Pelos vistos, não. Não chega agir bem. Não chega ser verdadeiro. Não chega ser leal. Não chega. Durante todo este tempo, achei ter esse lugar seguro dentro de alguém que, não sendo perfeito, me era especial. Aprendi a abrir-me, a partilhar dores e medos, lágrimas e anseios – mais do que com qualquer outra pessoa. Partilhamos momentos, histórias, décadas que jamais poderei esquecer. Achei que as diferenças nos complementavam e enriqueciam, tornando-nos mais cúmplices, mais verdadeiras, mais protetoras, mais justas. Hoje, todavia, tudo caiu por terra. Tudo o que pensei ter nunca foi meu. Tudo o que faço, afinal, não é nem nunca será suficiente. E o tal lugar seguro, de partilha total, não é aqui. Aterra-me o quanto esta pessoa, no fim de contas, não me conhece… desde esse dia que não respiro direito, que não durmo sem este aperto. Abateu-se sobre mim uma tristeza avassaladora: não estava preparada para voltar a sentir, sobretudo, a injustiça, com alguém tão próximo. Aprendi a esperar tudo de (quase) todos mas nunca dela. Estendeu-me ao comprido. Feriu-me. E cobriu-nos com um manto pesado de estranheza e dor.

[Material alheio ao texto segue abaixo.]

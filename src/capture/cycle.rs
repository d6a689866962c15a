// src/capture/cycle.rs
use std::path::PathBuf;
use std::sync::Arc;

use crate::capture::namer::{self, ArtifactName};
use crate::capture::{FrameArtifact, FrameFetcher, LocalStore};
use crate::core::{CaptureError, CaptureResult, Clock};
use crate::registry::{CredentialsProvider, SourceId};
use crate::relay::Relay;

/// Collaborators one cycle needs. Shared by all workers.
pub struct CycleContext {
    pub fetcher: Arc<dyn FrameFetcher>,
    pub store: LocalStore,
    pub relay: Arc<dyn Relay>,
    pub credentials: Arc<dyn CredentialsProvider>,
    pub clock: Arc<dyn Clock>,
}

#[derive(Debug)]
pub enum RelayOutcome {
    Uploaded,
    /// No credentials configured.
    Skipped,
    Failed(CaptureError),
}

#[derive(Debug)]
pub struct CycleReport {
    pub artifact: ArtifactName,
    pub local_path: PathBuf,
    pub relay: RelayOutcome,
}

/// Fetch → name → store → relay for one source.
///
/// Fetch and store errors end the cycle and drop the frame. A relay error is
/// reported in the returned [`CycleReport`] since the local copy already exists.
pub fn run_cycle(ctx: &CycleContext, source_id: SourceId, address: &str) -> CaptureResult<CycleReport> {
    if address.trim().is_empty() {
        return Err(CaptureError::ConfigurationMissing {
            source_id,
            what: "address".into(),
        });
    }

    let frame = FrameArtifact {
        source_id,
        bytes: ctx.fetcher.fetch(address)?,
        captured_at: ctx.clock.now().naive_local(),
    };

    let artifact = namer::name(frame.source_id, &frame.captured_at);
    let local_path = ctx.store.store(&artifact.local_path(), &frame.bytes)?;

    let relay = match ctx.credentials.relay_credentials() {
        None => RelayOutcome::Skipped,
        Some(credentials) => match ctx.relay.upload(
            &artifact.remote_segments,
            &artifact.filename,
            &frame.bytes,
            &credentials,
        ) {
            Ok(()) => RelayOutcome::Uploaded,
            Err(e) => RelayOutcome::Failed(e),
        },
    };

    Ok(CycleReport {
        artifact,
        local_path,
        relay,
    })
}
pub mod clock;
pub mod error;
pub mod lock;
pub mod logging;

pub use clock::{Clock, ManualClock, SystemClock};
pub use error::{CaptureError, CaptureResult, ConfigError};
pub use logging::{ComponentLogger, LogContext};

Volto à estaca zero, sem fé, sem fôlego. Pior do que não poder partilhar aquilo que mais me fere ou faz sonhar, é ouvir alguém, que me devia conhecer, defraudar a minha partilha e chamar aos meus lamentos “desculpas”. É reduzir o que sou a nada. Com um simples pestanejar. E custa tanto desenraizar: perdemos equilíbrio e vontade. Não vou entrar em guerras mentais, abrir a cartilha das dores antigas, ou mais recentes, e procurar ter razão porque me sinto ferida. Não vou. Vou guardá-las para mim e seguir em frente, deixando este lugar a que chamei casa durante tanto tempo, com dignidade e respeito. É preciso aceitar que ele não me pertence para poder sacudir esta tristeza. Em silêncio, sem conflitos. Do outro lado, também há dor e perplexidade, estou certa, e nada disso me conforta. Quero deixar partir a melancolia que me impede de respirar em plenitude, aceitando que tudo tem o seu tempo. Não quero ficar amarga só porque agora tenho medo. António Lobo Antunes escreveu um dia que “coragem é não ter medo de ter medo“. Preciso muito dela para restaurar a minha fé e emergir inteira, capaz de me proteger enquanto não voltar a sentir-me segura, amada e suficiente.